Source data:

········

//! Client CRUD, search, tenant isolation and revenue series.

mod common;

use common::{json_body, TestApp};
use reqwest::StatusCode;
use serde_json::json;

#[tokio::test]
async fn create_and_fetch_client() {
    let app = TestApp::spawn().await;
    let user_id = app.sign_up("user_c1", "c1@example.com").await;

    let res = app
        .post(
            "/api/clients",
            &user_id,
            json!({ "name": "Acme Corp", "email": "billing@acme.test", "payment_delay": 30 }),
        )
        .await;
    assert_eq!(res.status(), StatusCode::CREATED);
    let client = json_body(res).await;
    let client_id = client["id"].as_str().unwrap().to_string();
    assert!(client_id.starts_with("CLI-"));
    assert_eq!(client["invoice_count"], 0);
    assert_eq!(client["payment_delay"], 30);

    let res = app.get(&format!("/api/clients/{}", client_id), &user_id).await;
    assert_eq!(res.status(), StatusCode::OK);
    assert_eq!(json_body(res).await["name"], "Acme Corp");
}

#[tokio::test]
async fn create_client_validates_body() {
    let app = TestApp::spawn().await;
    let user_id = app.sign_up("user_c2", "c2@example.com").await;

    let res = app.post("/api/clients", &user_id, json!({ "name": "" })).await;
    assert_eq!(res.status(), StatusCode::UNPROCESSABLE_ENTITY);

    let res = app
        .post("/api/clients", &user_id, json!({ "email": "x@y.z" }))
        .await;
    assert_eq!(res.status(), StatusCode::BAD_REQUEST);
}

#[tokio::test]
async fn list_is_newest_first_and_searchable() {
    let app = TestApp::spawn().await;
    let user_id = app.sign_up("user_c3", "c3@example.com").await;

    app.create_client(&user_id, "Globex").await;
    app.create_client(&user_id, "Initech").await;
    app.post(
        "/api/clients",
        &user_id,
        json!({ "name": "Umbrella", "email": "ops@GLOBAL.test" }),
    )
    .await;

    let res = app.get("/api/clients", &user_id).await;
    assert_eq!(res.status(), StatusCode::OK);
    let clients = json_body(res).await;
    let names: Vec<&str> = clients
        .as_array()
        .unwrap()
        .iter()
        .map(|c| c["name"].as_str().unwrap())
        .collect();
    assert_eq!(names, vec!["Umbrella", "Initech", "Globex"]);

    let res = app.get("/api/clients?search=glo", &user_id).await;
    let found = json_body(res).await;
    let mut names: Vec<&str> = found
        .as_array()
        .unwrap()
        .iter()
        .map(|c| c["name"].as_str().unwrap())
        .collect();
    names.sort();
    assert_eq!(names, vec!["Globex", "Umbrella"]);
}

#[tokio::test]
async fn clients_are_isolated_per_user() {
    let app = TestApp::spawn().await;
    let alice = app.sign_up("user_alice", "alice@example.com").await;
    let bob = app.sign_up("user_bob", "bob@example.com").await;

    let client = app.create_client(&alice, "Alice's Client").await;
    let path = format!("/api/clients/{}", client["id"].as_str().unwrap());

    assert_eq!(app.get(&path, &bob).await.status(), StatusCode::NOT_FOUND);
    assert_eq!(
        app.put(&path, &bob, json!({ "name": "Hijacked" })).await.status(),
        StatusCode::NOT_FOUND
    );
    assert_eq!(app.delete(&path, &bob).await.status(), StatusCode::NOT_FOUND);

    let bobs = json_body(app.get("/api/clients", &bob).await).await;
    assert!(bobs.as_array().unwrap().is_empty());
}

#[tokio::test]
async fn rename_propagates_to_invoices() {
    let app = TestApp::spawn().await;
    let user_id = app.sign_up("user_c4", "c4@example.com").await;

    let client = app.create_client(&user_id, "Old Name").await;
    let client_id = client["id"].as_str().unwrap();
    let invoice = app
        .create_invoice(&user_id, json!({ "client_id": client_id, "amount": 100 }))
        .await;

    let res = app
        .put(
            &format!("/api/clients/{}", client_id),
            &user_id,
            json!({ "name": "New Name" }),
        )
        .await;
    assert_eq!(res.status(), StatusCode::OK);
    assert_eq!(json_body(res).await["name"], "New Name");

    let res = app
        .get(
            &format!("/api/invoices/{}", invoice["id"].as_str().unwrap()),
            &user_id,
        )
        .await;
    assert_eq!(json_body(res).await["client_name"], "New Name");
}

#[tokio::test]
async fn delete_is_refused_while_invoices_exist() {
    let app = TestApp::spawn().await;
    let user_id = app.sign_up("user_c5", "c5@example.com").await;

    let client = app.create_client(&user_id, "Busy Client").await;
    let client_id = client["id"].as_str().unwrap();
    let invoice = app
        .create_invoice(&user_id, json!({ "client_id": client_id, "amount": 10 }))
        .await;

    let path = format!("/api/clients/{}", client_id);
    let res = app.delete(&path, &user_id).await;
    assert_eq!(res.status(), StatusCode::BAD_REQUEST);
    assert_eq!(
        json_body(res).await["error"],
        "Cannot delete client with existing invoices"
    );

    app.delete(
        &format!("/api/invoices/{}", invoice["id"].as_str().unwrap()),
        &user_id,
    )
    .await;

    let res = app.delete(&path, &user_id).await;
    assert_eq!(res.status(), StatusCode::OK);
    assert_eq!(json_body(res).await["message"], "Client deleted successfully");
    assert_eq!(app.get(&path, &user_id).await.status(), StatusCode::NOT_FOUND);
}

#[tokio::test]
async fn revenue_data_lists_recent_paid_amounts() {
    let app = TestApp::spawn().await;
    let user_id = app.sign_up("user_c6", "c6@example.com").await;

    let client = app.create_client(&user_id, "Steady Payer").await;
    let client_id = client["id"].as_str().unwrap();
    for (date, amount, status) in [
        ("2024-01-10", 100, "paid"),
        ("2024-03-10", 300, "paid"),
        ("2024-02-10", 200, "paid"),
        ("2024-04-10", 999, "unpaid"),
    ] {
        app.create_invoice(
            &user_id,
            json!({
                "client_id": client_id,
                "invoice_date": date,
                "amount": amount,
                "status": status,
            }),
        )
        .await;
    }

    let res = app
        .get(
            &format!("/api/clients/{}/revenue-data?months=5", client_id),
            &user_id,
        )
        .await;
    assert_eq!(res.status(), StatusCode::OK);
    let body = json_body(res).await;
    assert_eq!(body["months"], 5);
    assert_eq!(body["revenue_data"], json!([300.0, 200.0, 100.0, 0.0, 0.0]));

    let res = app
        .get(
            &format!("/api/clients/{}/revenue-data?months=abc", client_id),
            &user_id,
        )
        .await;
    let body = json_body(res).await;
    assert_eq!(body["months"], 7);
    assert_eq!(body["revenue_data"].as_array().unwrap().len(), 7);
}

········

Work task:
The data above should be reproduced in full, word for word.

Answer section:
//! Client CRUD, search, tenant isolation and revenue series.

mod common;

use common::{json_body, TestApp};
use reqwest::StatusCode;
use serde_json::json;

#[tokio::test]
async fn create_and_fetch_client() {
    let app = TestApp::spawn().await;
    let user_id = app.sign_up("user_c1", "c1@example.com").await;

    let res = app
        .post(
            "/api/clients",
            &user_id,
            json!({ "name": "Acme Corp", "email": "billing@acme.test", "payment_delay": 30 }),
        )
        .await;
    assert_eq!(res.status(), StatusCode::CREATED);
    let client = json_body(res).await;
    let client_id = client["id"].as_str().unwrap().to_string();
    assert!(client_id.starts_with("CLI-"));
    assert_eq!(client["invoice_count"], 0);
    assert_eq!(client["payment_delay"], 30);

    let res = app.get(&format!("/api/clients/{}", client_id), &user_id).await;
    assert_eq!(res.status(), StatusCode::OK);
    assert_eq!(json_body(res).await["name"], "Acme Corp");
}

#[tokio::test]
async fn create_client_validates_body() {
    let app = TestApp::spawn().await;
    let user_id = app.sign_up("user_c2", "c2@example.com").await;

    let res = app.post("/api/clients", &user_id, json!({ "name": "" })).await;
    assert_eq!(res.status(), StatusCode::UNPROCESSABLE_ENTITY);

    let res = app
        .post("/api/clients", &user_id, json!({ "email": "x@y.z" }))
        .await;
    assert_eq!(res.status(), StatusCode::BAD_REQUEST);
}

#[tokio::test]
async fn list_is_newest_first_and_searchable() {
    let app = TestApp::spawn().await;
    let user_id = app.sign_up("user_c3", "c3@example.com").await;

    app.create_client(&user_id, "Globex").await;
    app.create_client(&user_id, "Initech").await;
    app.post(
        "/api/clients",
        &user_id,
        json!({ "name": "Umbrella", "email": "ops@GLOBAL.test" }),
    )
    .await;

    let res = app.get("/api/clients", &user_id).await;
    assert_eq!(res.status(), StatusCode::OK);
    let clients = json_body(res).await;
    let names: Vec<&str> = clients
        .as_array()
        .unwrap()
        .iter()
        .map(|c| c["name"].as_str().unwrap())
        .collect();
    assert_eq!(names, vec!["Umbrella", "Initech", "Globex"]);

    let res = app.get("/api/clients?search=glo", &user_id).await;
    let found = json_body(res).await;
    let mut names: Vec<&str> = found
        .as_array()
        .unwrap()
        .iter()
        .map(|c| c["name"].as_str().unwrap())
        .collect();
    names.sort();
    assert_eq!(names, vec!["Globex", "Umbrella"]);
}

#[tokio::test]
async fn clients_are_isolated_per_user() {
    let app = TestApp::spawn().await;
    let alice = app.sign_up("user_alice", "alice@example.com").await;
    let bob = app.sign_up("user_bob", "bob@example.com").await;

    let client = app.create_client(&alice, "Alice's Client").await;
    let path = format!("/api/clients/{}", client["id"].as_str().unwrap());

    assert_eq!(app.get(&path, &bob).await.status(), StatusCode::NOT_FOUND);
    assert_eq!(
        app.put(&path, &bob, json!({ "name": "Hijacked" })).await.status(),
        StatusCode::NOT_FOUND
    );
    assert_eq!(app.delete(&path, &bob).await.status(), StatusCode::NOT_FOUND);

    let bobs = json_body(app.get("/api/clients", &bob).await).await;
    assert!(bobs.as_array().unwrap().is_empty());
}

#[tokio::test]
async fn rename_propagates_to_invoices() {
    let app = TestApp::spawn().await;
    let user_id = app.sign_up("user_c4", "c4@example.com").await;

    let client = app.create_client(&user_id, "Old Name").await;
    let client_id = client["id"].as_str().unwrap();
    let invoice = app
        .create_invoice(&user_id, json!({ "client_id": client_id, "amount": 100 }))
        .await;

    let res = app
        .put(
            &format!("/api/clients/{}", client_id),
            &user_id,
            json!({ "name": "New Name" }),
        )
        .await;
    assert_eq!(res.status(), StatusCode::OK);
    assert_eq!(json_body(res).await["name"], "New Name");

    let res = app
        .get(
            &format!("/api/invoices/{}", invoice["id"].as_str().unwrap()),
            &user_id,
        )
        .await;
    assert_eq!(json_body(res).await["client_name"], "New Name");
}

#[tokio::test]
async fn delete_is_refused_while_invoices_exist() {
    let app = TestApp::spawn().await;
    let user_id = app.sign_up("user_c5", "c5@example.com").await;

    let client = app.create_client(&user_id, "Busy Client").await;
    let client_id = client["id"].as_str().unwrap();
    let invoice = app
        .create_invoice(&user_id, json!({ "client_id": client_id, "amount": 10 }))
        .await;

    let path = format!("/api/clients/{}", client_id);
    let res = app.delete(&path, &user_id).await;
    assert_eq!(res.status(), StatusCode::BAD_REQUEST);
    assert_eq!(
        json_body(res).await["error"],
        "Cannot delete client with existing invoices"
    );

    app.delete(
        &format!("/api/invoices/{}", invoice["id"].as_str().unwrap()),
        &user_id,
    )
    .await;

    let res = app.delete(&path, &user_id).await;
    assert_eq!(res.status(), StatusCode::OK);
    assert_eq!(json_body(res).await["message"], "Client deleted successfully");
    assert_eq!(app.get(&path, &user_id).await.status(), StatusCode::NOT_FOUND);
}

#[tokio::test]
async fn revenue_data_lists_recent_paid_amounts() {
    let app = TestApp::spawn().await;
    let user_id = app.sign_up("user_c6", "c6@example.com").await;

    let client = app.create_client(&user_id, "Steady Payer").await;
    let client_id = client["id"].as_str().unwrap();
    for (date, amount, status) in [
        ("2024-01-10", 100, "paid"),
        ("2024-03-10", 300, "paid"),
        ("2024-02-10", 200, "paid"),
        ("2024-04-10", 999, "unpaid"),
    ] {
        app.create_invoice(
            &user_id,
            json!({
                "client_id": client_id,
                "invoice_date": date,
                "amount": amount,
                "status": status,
            }),
        )
        .await;
    }

    let res = app
        .get(
            &format!("/api/clients/{}/revenue-data?months=5", client_id),
            &user_id,
        )
        .await;
    assert_eq!(res.status(), StatusCode::OK);
    let body = json_body(res).await;
    assert_eq!(body["months"], 5);
    assert_eq!(body["revenue_data"], json!([300.0, 200.0, 100.0, 0.0, 0.0]));

    let res = app
        .get(
            &format!("/api/clients/{}/revenue-data?months=abc", client_id),
            &user_id,
        )
        .await;
    let body = json_body(res).await;
    assert_eq!(body["months"], 7);
    assert_eq!(body["revenue_data"].as_array().unwrap().len(), 7);
}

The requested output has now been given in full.